Quote from YoNasDa Lonewolf: “As an enrolled Oglala Lakota tribal member and being half Black as well, I thought it was important for people like me to be recognized. I am a beautiful shade of dark caramel and my late mother Wauneta Lonewolf made sure she raised my brother and me to be proud of our Native and Black (African) culture despite how society may stereotype us. I am so happy that Native Max Magazine collaborated with myself and Tomasina on embracing Native and Black mixed people. Indigenous (Original) people come in all shades and various rich cultures and it should all be celebrated. Pilamaye[Thank You in Lakota] Native Max!”
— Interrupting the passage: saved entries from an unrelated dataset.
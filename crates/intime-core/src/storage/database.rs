//! SQLite-backed key-value storage.
//!
//! Holds a single `kv` table; the snapshot collection lives under one key
//! as a JSON document.

use std::collections::HashMap;
use std::path::Path;

use rusqlite::{params, Connection};

use super::{data_dir, KvStore};
use crate::error::{DatabaseError, Result};

/// SQLite database for persisted session state.
pub struct Database {
    conn: Connection,
}

impl Database {
    /// Open the database at `<data_dir>/intime.db`.
    ///
    /// Creates the database file and schema if they don't exist.
    ///
    /// # Errors
    /// Returns an error if the database cannot be opened or migrated.
    pub fn open() -> Result<Self> {
        Self::open_at(&data_dir()?.join("intime.db"))
    }

    /// # Errors
    /// Returns an error if the database cannot be opened or migrated.
    pub fn open_at(path: &Path) -> Result<Self> {
        let conn = Connection::open(path).map_err(|source| DatabaseError::OpenFailed {
            path: path.to_path_buf(),
            source,
        })?;
        let db = Self { conn };
        db.migrate()?;
        Ok(db)
    }

    /// Open an in-memory database (for tests).
    ///
    /// # Errors
    /// Returns an error if SQLite cannot allocate the database.
    pub fn open_memory() -> Result<Self> {
        let conn = Connection::open_in_memory()?;
        let db = Self { conn };
        db.migrate()?;
        Ok(db)
    }

    fn migrate(&self) -> Result<()> {
        self.conn
            .execute_batch(
                "CREATE TABLE IF NOT EXISTS kv (
                    key   TEXT PRIMARY KEY,
                    value TEXT NOT NULL
                );",
            )
            .map_err(|e| DatabaseError::MigrationFailed(e.to_string()))?;
        Ok(())
    }
}

impl KvStore for Database {
    fn kv_get(&self, key: &str) -> Result<Option<String>> {
        let mut stmt = self.conn.prepare("SELECT value FROM kv WHERE key = ?1")?;
        let result = stmt.query_row(params![key], |row| row.get::<_, String>(0));
        match result {
            Ok(v) => Ok(Some(v)),
            Err(rusqlite::Error::QueryReturnedNoRows) => Ok(None),
            Err(e) => Err(e.into()),
        }
    }

    fn kv_set(&mut self, key: &str, value: &str) -> Result<()> {
        self.conn.execute(
            "INSERT OR REPLACE INTO kv (key, value) VALUES (?1, ?2)",
            params![key, value],
        )?;
        Ok(())
    }
}

/// Volatile store for tests and dry runs.
#[derive(Debug, Clone, Default)]
pub struct MemoryStore {
    values: HashMap<String, String>,
}

impl MemoryStore {
    pub fn new() -> Self {
        Self::default()
    }

    pub fn with_value(key: &str, value: &str) -> Self {
        let mut store = Self::new();
        store.values.insert(key.to_string(), value.to_string());
        store
    }
}

impl KvStore for MemoryStore {
    fn kv_get(&self, key: &str) -> Result<Option<String>> {
        Ok(self.values.get(key).cloned())
    }

    fn kv_set(&mut self, key: &str, value: &str) -> Result<()> {
        self.values.insert(key.to_string(), value.to_string());
        Ok(())
    }
}
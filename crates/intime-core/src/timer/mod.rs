mod driver;
mod scheduler;

pub use driver::{CountdownDriver, DriverCommand};
pub use scheduler::{CountdownScheduler, SchedulerState, TickToken};
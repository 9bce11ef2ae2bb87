//! Async owner of the one-second tick.
//!
//! The driver is a single task that waits on two sources, the 1 Hz interval
//! and a command channel, and applies whichever fires first to the session.
//! Exactly one `Interval` exists at a time: whenever the countdown is
//! restarted the old interval is dropped and a fresh one is created, so its
//! first tick lands a full second after the restart.

use chrono::Utc;
use tokio::sync::mpsc;
use tokio::time::{interval_at, Duration, Instant, Interval, MissedTickBehavior};

use super::TickToken;
use crate::calendar::DayKey;
use crate::error::Result;
use crate::events::Event;
use crate::session::LifetimeSession;
use crate::storage::KvStore;

const TICK_PERIOD: Duration = Duration::from_secs(1);

/// Input accepted by a running [`CountdownDriver`].
#[derive(Debug, Clone, PartialEq, Eq)]
pub enum DriverCommand {
    /// Raw balance text, sanitized by the session.
    Register(String),
    Delete(DayKey),
    /// End the session: flush and persist, then return.
    Shutdown,
}

pub struct CountdownDriver<S: KvStore> {
    session: LifetimeSession<S>,
    commands: mpsc::Receiver<DriverCommand>,
}

impl<S: KvStore> CountdownDriver<S> {
    pub fn new(session: LifetimeSession<S>, commands: mpsc::Receiver<DriverCommand>) -> Self {
        Self { session, commands }
    }

    /// Run until `Shutdown` or until every command sender is gone, then tear
    /// the session down and return it.
    ///
    /// # Errors
    /// Returns the first persistence error from a command or from teardown.
    pub async fn run<F>(self, mut on_event: F) -> Result<LifetimeSession<S>>
    where
        F: FnMut(&Event),
    {
        let Self {
            mut session,
            mut commands,
        } = self;
        let mut ticker = arm(&session, &mut on_event);

        loop {
            tokio::select! {
                token = next_tick(&mut ticker) => {
                    let finished = session.tick(token);
                    on_event(&Event::Tick {
                        remaining_seconds: session.live_seconds(),
                    });
                    if let Some(event) = finished {
                        on_event(&event);
                        ticker = None;
                    }
                }
                command = commands.recv() => match command {
                    Some(DriverCommand::Register(raw)) => {
                        let event = session.register(&raw, Utc::now())?;
                        on_event(&event);
                        ticker = arm(&session, &mut on_event);
                    }
                    Some(DriverCommand::Delete(key)) => {
                        if let Some(event) = session.delete(&key)? {
                            on_event(&event);
                        }
                    }
                    Some(DriverCommand::Shutdown) | None => break,
                },
            }
        }

        if let Some(event) = session.teardown(Utc::now())? {
            on_event(&event);
        }
        Ok(session)
    }
}

/// Fresh interval bound to the session's current token, if it is running.
fn arm<S, F>(session: &LifetimeSession<S>, on_event: &mut F) -> Option<(TickToken, Interval)>
where
    S: KvStore,
    F: FnMut(&Event),
{
    let token = session.tick_token()?;
    let mut interval = interval_at(Instant::now() + TICK_PERIOD, TICK_PERIOD);
    interval.set_missed_tick_behavior(MissedTickBehavior::Delay);
    tracing::debug!(generation = token.generation(), "armed tick interval");
    on_event(&Event::CountdownStarted {
        seconds: session.live_seconds(),
        generation: token.generation(),
    });
    Some((token, interval))
}

async fn next_tick(ticker: &mut Option<(TickToken, Interval)>) -> TickToken {
    match ticker {
        Some((token, interval)) => {
            interval.tick().await;
            *token
        }
        None => std::future::pending().await,
    }
}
Quote from Tomasina Chupco: “I take pride in being a member of the Seminole tribe. Growing up within my tribal community, I had several hardships about my Black and Native identity. One of them was the fear of not being ‘native enough’. As I have grown up to be the woman I am today, I realized I did not have to pick or choose which one I am, I fully embrace both. I want those who are mix-raced Native Americans to know they have the freedom to choose what they want to identify as. I have competed in Miss Native American USA to show and express that our Native communities are so diverse in shades and beauty. We Black and Native people must be proud of who we are and not ashamed to share our experiences whether good or bad. I am so excited to be working with Native Max Magazine alongside with my sister Yonasda Lonewolf. The Black and Native series has given us the chance to tell our story through our own narrative and I’m loving every bit of it. I want to thank all the participants because, without your stories, none of this would be possible.”